高校時代の同級生たちと、久し振りに食事を楽しんだ帰りのことだった。
家が近く電車が同じ友人と地下鉄に入った。
私たちのほかには、誰もいない。
よし、今だ!とばかりに彼は携帯を出し、写真を撮り始めた。
「?なに撮ってるの?」
「手すり」
見ると、階段の手すりがウェーブしている。
それも小刻みに。

「え?なんで?」わたしは思わず声をあげた。

「前から気になってたんだけどさ、周りに人がいると撮りづらくて」
インスタにあげるために撮っているという彼も、なぜこんなに波打っている手すりなのかわからないと言う。
「前からっていつから?」
「少し前。
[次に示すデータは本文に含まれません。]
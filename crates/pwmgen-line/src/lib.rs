//! Newline-delimited framing for the PWM generator protocol.
//!
//! Every exchange is one text line each way:
//! - requests are ASCII commands terminated by `\n`
//! - responses start with `>` (payload follows) or `!` (device error text)
//!
//! The reader assembles lines from arbitrarily fragmented reads in a
//! growable buffer with a hard ceiling. No partial lines reach callers.

pub mod buffer;
pub mod codec;
pub mod error;
pub mod reader;
pub mod writer;

pub use buffer::LineBuffer;
pub use codec::{
    decode_response, encode_request, encode_response, LineConfig, Response,
    DEFAULT_INITIAL_CAPACITY, DEFAULT_MAX_CAPACITY, ERROR_MARKER, SUCCESS_MARKER,
};
pub use error::{LineError, Result};
pub use reader::LineReader;
pub use writer::LineWriter;
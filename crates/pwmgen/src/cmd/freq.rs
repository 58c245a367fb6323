use crate::cmd::{finish, FreqArgs};
use crate::exit::{generator_error, CliResult, SUCCESS};
use crate::output::{print_frequency, OutputFormat};

pub fn run(args: FreqArgs, format: OutputFormat) -> CliResult<i32> {
    let mut generator = args.connect.open()?;
    let frequency = generator.get_frequency();
    finish(generator);

    let frequency = frequency.map_err(|err| generator_error("frequency query failed", err))?;
    print_frequency(&frequency, format);
    Ok(SUCCESS)
}
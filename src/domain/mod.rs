pub mod burst;
pub mod curves;
pub mod gestures;
pub mod keymap;
pub mod models;
pub mod settings;
pub mod shaper;
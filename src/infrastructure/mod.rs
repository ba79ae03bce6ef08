pub mod bluetooth;
pub mod cancel;
pub mod clipboard;
pub mod credentials;
pub mod logging;
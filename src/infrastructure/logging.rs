use crate::domain::settings::LogSettings;
use std::str::FromStr;
use tracing_appender::non_blocking::WorkerGuard;
use tracing_appender::rolling::Rotation;
use tracing_subscriber::{fmt, prelude::*, EnvFilter};

pub struct LoggingGuard {
    // We need to keep this guard alive for logs to be flushed
    _guards: Vec<WorkerGuard>,
}

fn parse_rotation(rotation: &str) -> Rotation {
    match rotation.to_lowercase().as_str() {
        "hourly" => Rotation::HOURLY,
        "minutely" => Rotation::MINUTELY,
        "never" => Rotation::NEVER,
        _ => Rotation::DAILY,
    }
}

/// Install the global subscriber.
///
/// Console output goes to stderr: stdout is reserved for relay frames when
/// the bridge runs in dump mode.
pub fn init_logger(settings: &LogSettings) -> anyhow::Result<LoggingGuard> {
    let mut guards = Vec::new();

    // RUST_LOG wins over the configured level
    let level_filter = EnvFilter::try_from_default_env()
        .or_else(|_| EnvFilter::from_str(&settings.level))
        .unwrap_or_else(|_| EnvFilter::new("info"));

    let console_layer = if settings.console_logging_enabled {
        Some(
            fmt::layer()
                .with_writer(std::io::stderr)
                .with_file(settings.show_file_line)
                .with_line_number(settings.show_file_line)
                .with_target(settings.show_target)
                .with_ansi(settings.ansi_colors),
        )
    } else {
        None
    };

    let file_layer = if settings.file_logging_enabled {
        let file_appender = tracing_appender::rolling::RollingFileAppender::new(
            parse_rotation(&settings.rotation),
            &settings.log_dir,
            &settings.file_name_prefix,
        );
        let (non_blocking, guard) = tracing_appender::non_blocking(file_appender);
        guards.push(guard);
        Some(
            fmt::layer()
                .with_writer(non_blocking)
                .with_ansi(false) // File logs shouldn't have ANSI colors
                .with_file(settings.show_file_line)
                .with_line_number(settings.show_file_line)
                .with_target(settings.show_target),
        )
    } else {
        None
    };

    tracing_subscriber::registry()
        .with(level_filter)
        .with(console_layer)
        .with(file_layer)
        .try_init()?;

    tracing::debug!("Logging initialized");

    Ok(LoggingGuard { _guards: guards })
}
わりと最近」



営団地下鉄千代田線『明治神宮前』。
JR原宿駅の改札を出てすぐの入り口から繋がっている階段である。

友人が気づいたのは「少し前のわりと最近」(酔っていたので若干意味不明)だが、随分前から取り付けられている手すりのようだった。
どうやらその『波』は、階段の一段にひとつずつ波打っているらしい。
注視しながら進むと、『波の謎』はすぐに解けた。


この図解パネルから察するに、からだの不自由な人たちの昇降を手助けするためのものだ。
その場でググったら、斜めの手すりよりも安定性があるという。〈ウェーブ手すり〉や〈波形手すり〉と呼ばれ、全国に普及し始めていた。

しかし、『なぞ』は残った。
わたしが最初に発した「え?なんで?」の謎は、「なぜ波打っているのか」ではない。
「なぜ気づかなかったか」だ。

週に1度か2度、かならず通る階段である。
その殆どが、仕事の前後の移動で、一人。
昨夜のように誰かとおしゃべりしながら、とか、
音楽を聴いたりすることも滅多になく、
何かに集中しているわけではない。
なのになぜ、気がつかなかったのか。

日常の盲点、といえば解決した気になりそうだけれど、こうした手すりが存在していることさえ、知らなかった。ゆゆしき問題だ。

わたしは放送作家である。
パラスポーツ(障がい者スポーツ)の番組も月に一度ほど担当し、構成やナレーションを書いている。これまでには車いすテニスやブラインドサッカー、ボッチャやゴールボールの選手を紹介してきた。

知っているべきだったと大いに反省したうえで、
ふと、新たな疑問が湧く。

果たしてこのウェーブ手すりを利用し、
普段の生活の一助としている人は
どれほどいるのだろう?

たしかに昇り降りの困難は解消されるかもしれないが、エスカレーターやエレベーターを使った方が遥かに楽だ。実際にこの階段を使わずとも、地下鉄の構内へ続くそれらはある。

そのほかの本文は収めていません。